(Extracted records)
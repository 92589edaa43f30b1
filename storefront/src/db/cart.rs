// storefront/src/db/cart.rs

use crate::models::{CartItem, CartLine};
use chrono::Utc;
use sqlx::SqliteExecutor;

const CART_COLUMNS: &str = "id, user_id, product_id, quantity, added_at";

/// Adds one unit of the product to the user's cart in a single statement:
/// the unique (user_id, product_id) key turns a repeat add into `quantity + 1`.
pub async fn add_one<'e>(db: impl SqliteExecutor<'e>, user_id: i64, product_id: i64) -> sqlx::Result<CartItem> {
  sqlx::query_as::<_, CartItem>(&format!(
    "INSERT INTO cart (user_id, product_id, quantity, added_at) VALUES (?, ?, 1, ?) \
     ON CONFLICT (user_id, product_id) DO UPDATE SET quantity = cart.quantity + 1 \
     RETURNING {CART_COLUMNS}"
  ))
  .bind(user_id)
  .bind(product_id)
  .bind(Utc::now())
  .fetch_one(db)
  .await
}

pub async fn lines_for_user<'e>(db: impl SqliteExecutor<'e>, user_id: i64) -> sqlx::Result<Vec<CartLine>> {
  sqlx::query_as::<_, CartLine>(
    "SELECT c.id, c.product_id, c.quantity, p.name, p.price, p.file \
     FROM cart c \
     JOIN products p ON p.id = c.product_id \
     WHERE c.user_id = ? \
     ORDER BY c.id",
  )
  .bind(user_id)
  .fetch_all(db)
  .await
}

/// Returns the number of rows removed (0 or 1).
pub async fn remove<'e>(db: impl SqliteExecutor<'e>, user_id: i64, product_id: i64) -> sqlx::Result<u64> {
  let result = sqlx::query("DELETE FROM cart WHERE user_id = ? AND product_id = ?")
    .bind(user_id)
    .bind(product_id)
    .execute(db)
    .await?;
  Ok(result.rows_affected())
}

● WORK REQUIRED
Your answer should be a single number, namely how many lines of the data above hold "impl".

● SOLUTION FOR THIS TASK
3